Input:
==================================================
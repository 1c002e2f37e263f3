//! Attendance engine
//!
//! Composes the workflow for one session page:
//! - load: detail and roster fetched concurrently, session mapped, roster
//!   normalized and enriched, summary resolved
//! - save: dirty marks written back through the bulk synchronizer
//! - novelty: a roster-only fetch deciding create versus update
//!
//! Every batch runs under its own `attendance_batch` span.

use crate::aggregate::{AbsenceRateAggregator, EnrichedRoster};
use crate::backend::AttendanceBackend;
use crate::config::EngineConfig;
use crate::credentials::{require_credential, CredentialProvider};
use crate::error::{AttendanceError, TransportError};
use crate::roster::normalize_roster;
use crate::session::SessionMapper;
use crate::sync::{BulkSynchronizer, SyncReport};
use crate::types::{AttendanceMark, AttendanceSummary, LessonDescriptor, SessionId};
use serde::Serialize;
use std::future::Future;
use std::sync::Arc;
use std::time::Duration;
use tokio_util::sync::CancellationToken;
use tracing::Instrument;
use uuid::Uuid;

/// Everything the session page shows
#[derive(Debug, Clone, PartialEq, Serialize)]
pub struct SessionSheet {
    /// Display-ready session
    pub lesson: LessonDescriptor,
    /// Enriched roster, in roster order
    pub marks: Vec<AttendanceMark>,
    /// Remote summary, or one derived from `marks`
    pub summary: AttendanceSummary,
    /// No attendance records exist yet; saves must create
    pub novel: bool,
}

/// Attendance workflow facade
#[derive(Clone)]
pub struct AttendanceEngine {
    backend: Arc<dyn AttendanceBackend>,
    config: EngineConfig,
}

impl AttendanceEngine {
    /// Create an engine with default configuration
    #[must_use]
    pub fn new(backend: Arc<dyn AttendanceBackend>) -> Self {
        Self {
            backend,
            config: EngineConfig::default(),
        }
    }

    /// With configuration
    #[must_use]
    pub fn with_config(mut self, config: EngineConfig) -> Self {
        self.config = config;
        self
    }

    /// Active configuration
    #[inline]
    #[must_use]
    pub fn config(&self) -> &EngineConfig {
        &self.config
    }

    /// Load the sheet of one session.
    ///
    /// # Errors
    /// - `AttendanceError::MissingCredential` before any fetch
    /// - `AttendanceError::SessionNotFound` when the detail has no identifier
    ///   or the store answers 404
    /// - `AttendanceError::Transport` when the detail or roster fetch fails
    /// - `AttendanceError::Cancelled`
    pub async fn load_sheet(
        &self,
        session_id: &SessionId,
        credentials: &dyn CredentialProvider,
        cancel: &CancellationToken,
    ) -> Result<SessionSheet, AttendanceError> {
        let span = batch_span("load", session_id);
        async {
            let credential = require_credential(credentials)?;
            let timeout = self.config.request_timeout();

            let (detail, roster) = guarded(cancel, async {
                tokio::join!(
                    bounded(timeout, self.backend.session_detail(&credential, session_id)),
                    bounded(timeout, self.backend.session_roster(&credential, session_id)),
                )
            })
            .await?;

            let detail = detail.map_err(|error| not_found_or(error, session_id))?;
            let lesson = SessionMapper::new(self.config.display_offset())
                .map(detail)
                .ok_or_else(|| AttendanceError::SessionNotFound(session_id.clone()))?;

            let snapshot = normalize_roster(roster.map_err(|error| not_found_or(error, session_id))?);
            let novel = snapshot.is_novel();
            let remote_summary = snapshot.remote_summary;

            let EnrichedRoster { marks, failed } =
                AbsenceRateAggregator::new(Arc::clone(&self.backend), &self.config)
                    .enrich_with(snapshot.marks, &credential, cancel)
                    .await?;
            let summary = AttendanceSummary::resolve(remote_summary, &marks);

            tracing::info!(
                students = marks.len(),
                history_failures = failed.len(),
                novel,
                remote_summary = remote_summary.is_some(),
                "session sheet loaded"
            );
            Ok::<_, AttendanceError>(SessionSheet {
                lesson,
                marks,
                summary,
                novel,
            })
        }
        .instrument(span)
        .await
    }

    /// Whether the session has no attendance records yet, from a fresh roster fetch
    ///
    /// # Errors
    /// `MissingCredential`, `SessionNotFound`, `Transport`, or `Cancelled`.
    pub async fn detect_novelty(
        &self,
        session_id: &SessionId,
        credentials: &dyn CredentialProvider,
        cancel: &CancellationToken,
    ) -> Result<bool, AttendanceError> {
        let span = batch_span("detect_novelty", session_id);
        async {
            let credential = require_credential(credentials)?;
            let roster = guarded(
                cancel,
                bounded(
                    self.config.request_timeout(),
                    self.backend.session_roster(&credential, session_id),
                ),
            )
            .await?
            .map_err(|error| not_found_or(error, session_id))?;

            let novel = normalize_roster(roster).is_novel();
            tracing::debug!(novel, "detected session novelty from roster");
            Ok::<_, AttendanceError>(novel)
        }
        .instrument(span)
        .await
    }

    /// Enrich marks with absence rates; see [`AbsenceRateAggregator::enrich`]
    ///
    /// # Errors
    /// `MissingCredential` or `Cancelled`; per-student failures are not errors.
    pub async fn enrich_absence_rates(
        &self,
        marks: Vec<AttendanceMark>,
        credentials: &dyn CredentialProvider,
        cancel: &CancellationToken,
    ) -> Result<EnrichedRoster, AttendanceError> {
        AbsenceRateAggregator::new(Arc::clone(&self.backend), &self.config)
            .enrich(marks, credentials, cancel)
            .await
    }

    /// Save dirty marks; see [`BulkSynchronizer::save`]
    ///
    /// # Errors
    /// `NothingToSave`, `MissingCredential`, `PartialSave`, or `Cancelled`.
    pub async fn save_marks(
        &self,
        session_id: &SessionId,
        marks: &[AttendanceMark],
        novel: bool,
        credentials: &dyn CredentialProvider,
        cancel: &CancellationToken,
    ) -> Result<SyncReport, AttendanceError> {
        let span = batch_span("save", session_id);
        BulkSynchronizer::new(Arc::clone(&self.backend), &self.config)
            .save(session_id, marks, novel, credentials, cancel)
            .instrument(span)
            .await
    }
}

fn batch_span(operation: &'static str, session_id: &SessionId) -> tracing::Span {
    tracing::info_span!(
        "attendance_batch",
        operation,
        session_id = %session_id,
        batch_id = %Uuid::new_v4()
    )
}

fn not_found_or(error: TransportError, session_id: &SessionId) -> AttendanceError {
    if error.is_not_found() {
        AttendanceError::SessionNotFound(session_id.clone())
    } else {
        AttendanceError::Transport(error)
    }
}

async fn bounded<T>(
    timeout: Duration,
    call: impl Future<Output = Result<T, TransportError>>,
) -> Result<T, TransportError> {
    let after_ms = u64::try_from(timeout.as_millis()).unwrap_or(u64::MAX);
    tokio::time::timeout(timeout, call)
        .await
        .unwrap_or(Err(TransportError::Timeout { after_ms }))
}

async fn guarded<T>(cancel: &CancellationToken, work: impl Future<Output = T>) -> Result<T, AttendanceError> {
    if cancel.is_cancelled() {
        return Err(AttendanceError::Cancelled);
    }
    tokio::select! {
        biased;
        _ = cancel.cancelled() => Err(AttendanceError::Cancelled),
        out = work => Ok(out),
    }
}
==================================================
Work to be completed: For this exercise, please output exactly the lines above starting at the line with "use tracing::Instrument;" and ending at the line with "in roster order", ends included.

Solved problem:
use tracing::Instrument;
use uuid::Uuid;

/// Everything the session page shows
#[derive(Debug, Clone, PartialEq, Serialize)]
pub struct SessionSheet {
    /// Display-ready session
    pub lesson: LessonDescriptor,
    /// Enriched roster, in roster order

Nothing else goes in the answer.